I've heard a few people talking lately about getting into the 'rhythm' of the holidays. If we have any rhythm, this is it.
I awake to the words 'Mum, wobble my tooth' and a child or two leaving my bed. I doze, trying to sleep in. Then awake to the sounds of a recorder, a clarinet and/or a whistle. Sometimes I awake to the sound of the children running their own dance school in the kitchen, and a fight about someone not following someone else's choreography.
I turn on the computer and start working on something I'm working on. Matilda might bring me a cup of tea. The Days of the Week songs for Senior Dance Group. I've learned Wednesday Girl by The Jet Sets and Thursday Morning by Giles, Giles and Fripp (a precursor to King Crimson). I conclude there is definitely a gap in the market for songs about Wednesday and Thursday. I'm also putting together a cookbook for school. A Fruit and Veg cookbook. It needs a snappy name (Zucchini Fettuccine?) but everything I suggest is declared lame by the kids. Actually, that's my only suggestion. And yes, my uni assignment - the major assignment of the course. Slowly slowly.
Then I realise we are supposed to be somewhere in half an hour, and we go into panic mode. Hang out the washing. Everybody have something to eat and get dressed. Off we go. I bring my uni notes with me. While we're out a child will break a shoe.

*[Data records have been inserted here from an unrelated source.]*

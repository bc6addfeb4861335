use std::sync::Arc;

use clap::{
    CommandFactory, Parser, Subcommand,
    builder::{
        Styles,
        styling::{AnsiColor, Effects},
    },
};
use clap_complete::{Shell, generate};

use timecapsule::{calendar::Season, cli, config, types::PkceToken, utils, warning};
use tokio::sync::Mutex;

fn styles() -> Styles {
    Styles::styled()
        .header(AnsiColor::White.on_default() | Effects::BOLD)
        .usage(AnsiColor::White.on_default() | Effects::BOLD)
        .literal(AnsiColor::BrightGreen.on_default())
        .placeholder(AnsiColor::BrightBlue.on_default())
}

#[derive(Parser, Debug, Clone)]
#[clap(
  version = env!("CARGO_PKG_VERSION"),
  name=env!("CARGO_PKG_NAME"),
  bin_name=env!("CARGO_PKG_NAME"),
  author=env!("CARGO_PKG_AUTHORS"),
  about=env!("CARGO_PKG_DESCRIPTION"),
  styles=styles(),
)]
struct Cli {
    #[clap(subcommand)]
    command: Command,
}

#[derive(Subcommand, Debug, Clone)]
pub enum Command {
    /// Authorize with Spotify API
    Auth,

    /// List the years and seasons you can pick from
    Seasons(SeasonsOptions),

    /// Sample songs you added during a season
    Capsule(CapsuleOptions),

    /// Get recommendations seeded from your playlists
    Recommend(RecommendOptions),

    /// Show how many playlists have been created
    Stats,

    /// Get shell completions
    Completions(CompletionsOption),
}

#[derive(Parser, Debug, Clone)]
pub struct SeasonsOptions {
    /// Only show this year
    #[clap(long)]
    pub year: Option<i32>,
}

#[derive(Parser, Debug, Clone)]
pub struct CapsuleOptions {
    /// Year of the time frame
    #[clap(long)]
    pub year: i32,

    /// Season of the time frame (winter, spring, summer, fall)
    #[clap(long)]
    pub season: Season,

    /// Number of songs to sample (at most 100)
    #[clap(long, default_value_t = 20, allow_negative_numbers = true)]
    pub limit: i64,

    /// Save the sample as a new playlist with this name
    #[clap(long)]
    pub name: Option<String>,

    /// Description of the new playlist
    #[clap(long, requires = "name")]
    pub description: Option<String>,
}

#[derive(Parser, Debug, Clone)]
pub struct RecommendOptions {
    /// Genre to seed with; can be repeated (at most 3)
    #[clap(long = "genre", required = true, value_parser = utils::parse_genre, num_args = 1)]
    pub genres: Vec<utils::Genre>,

    /// Save the recommendations as a new playlist with this name
    #[clap(long)]
    pub name: Option<String>,

    /// Rows to save, e.g. 1,3,5 (default: all)
    #[clap(long, requires = "name", value_delimiter = ',', value_parser = utils::parse_pick)]
    pub pick: Vec<usize>,

    /// Description of the new playlist
    #[clap(long, requires = "name")]
    pub description: Option<String>,
}

#[derive(Parser, Debug, Clone)]
pub struct CompletionsOption {
    shell: Shell,
}

#[tokio::main]
async fn main() {
    env_logger::init();

    if let Err(e) = config::load_env().await {
        warning!("Cannot load environment. Err: {}", e);
    }

    let cli = Cli::parse();

    match cli.command {
        Command::Auth => {
            let oauth_result: Arc<Mutex<Option<PkceToken>>> = Arc::new(Mutex::new(None));
            cli::auth(Arc::clone(&oauth_result)).await;
        }
        Command::Seasons(opt) => cli::seasons(opt.year),
        Command::Capsule(opt) => {
            cli::capsule(opt.year, opt.season, opt.limit, opt.name, opt.description).await
        }
        Command::Recommend(opt) => {
            let picks = if opt.pick.is_empty() {
                None
            } else {
                Some(opt.pick)
            };
            cli::recommend(opt.genres, opt.name, picks, opt.description).await
        }
        Command::Stats => cli::stats().await,
        Command::Completions(opt) => {
            let mut cmd = Cli::command_for_update();
            let name = cmd.get_name().to_string();
            generate(opt.shell, &mut cmd, name, &mut std::io::stdout())
        }
    }
}
use crate::{
    info,
    management::{PlaylistCounter, created_summary},
};

/// Prints the playlist total. Stays silent when the counter service is
/// unreachable or nothing has been created yet.
pub async fn stats() {
    let count = PlaylistCounter::from_config().count().await;
    if let Some(line) = created_summary(count) {
        info!("{}", line);
    }
}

On our way home we buy new shoes, which, when we get home the child will decide she doesn't like and we need to return the shoes to the shop the next day.
When we return I do some cleaning up, trying to get the girls to clean up too. Sometimes they do, sometimes they don't. We have tasks written on a schedule that rarely get done. I tell them, daily, that I need to implement pocket money so I can withhold it as punishment, a la The Brady Bunch, a language they understand. I tell them, daily, that I would charge them 10c each for every hair band and hair clip that I pick up. I'd make $3 a day. That's an annual holiday for me, right there.
They play on the trampoline, and I throw the ball around with Matilda and Clancy, and we shoot some hoops, because they've got into the netball team, which is a new activity for them. Or they do painting or a craft activity at the kitchen table. My proudest two hours of mothering have been when the children have been painting whilst listening to a poetry CD. They did that twice. When the CD ended they started fighting, but for those two one hours, I was very pleased with myself.
I make dinner. This week we're riffing on potatoes, with a salad plate or fruit plate. Before dinner, while the kids are watching tv, stretching, and doing the splits or high kicks, we all have a piece of chocolate. Fair trade organic chocolate, so I figure it's OK. We eat dinner and talk. Sometimes Clancy and Banjo change their hairstyles for dinner. Watching The Brady Bunch is the best thing to have happened to Clancy's hair - after years of tears trying to get out tangles she now brushes it every day. I might play some music I like - Nick Drake in colder weather. We talk about the day and the plans for tomorrow.
Food has revived the children, and Banjo wants to perform. A dance that requires the wearing of sequins. Actually, for Banjo, even helping with cooking requires the wearing of sequins. The children might wash. Then, after much to-ing and fro-ing, they're off the bed, with me reading a story, or singing jazz standards. Clancy likes to sing along, even if it is a song she hasn't heard before. Banjo likes to interrupt. I like to plough through the interruptions then remind Banjo how lucky she is to have a mother who can hold a tune. Some children's mothers are tone deaf! After all that, and about three rounds of goodnight kisses, they want to read in bed. Ok, for a little while.
Then I'm back to the computer and working on something I'm working on until they settle to sleep. Is that a rhythm?
We still haven't set up the elastics in the back yard (between the trampoline, the washing line and the tree), we haven't done any sewing (we were planning to make Clarice Bean tunics), we haven't had many playdates, we haven't been practising the times tables. Maybe I can add those notes to the tune next week.
1 comment:
What a lovely post. It sounds like the school holidays I used to have, where not a lot was scheduled, except for maybe a few dentist and doctor visits (ugh), and shoe-buying expeditions. (double ugh). But there was lots of messing around with bikes and pets, and catching yabbies at the creek which Mum would then cook for us to eat. we could spend a day yabbying, especially riding our bikes to the butcher to beg for scraps of meet.
This year, I really wanted to take my kids away somewhere but everything was too expensive. They were both quite cross with me when they caught me trawling last minute websites for late deals. "You don't have to waste your money Mumma," said Miss 8, ever the practical one. "We can have lots of fun here".
And so we have.
There has been imaginative play. Failed attempts at painting eggs for Easter (only because Mumma forgot to add the vinegar to the colour). Playing with the neighbourhood kids, picnics in the park, walks through bushland, baking biscuits and slices.
They are tired at night and sleeping well. It's possibly one of the nicest 'holidays' we've had.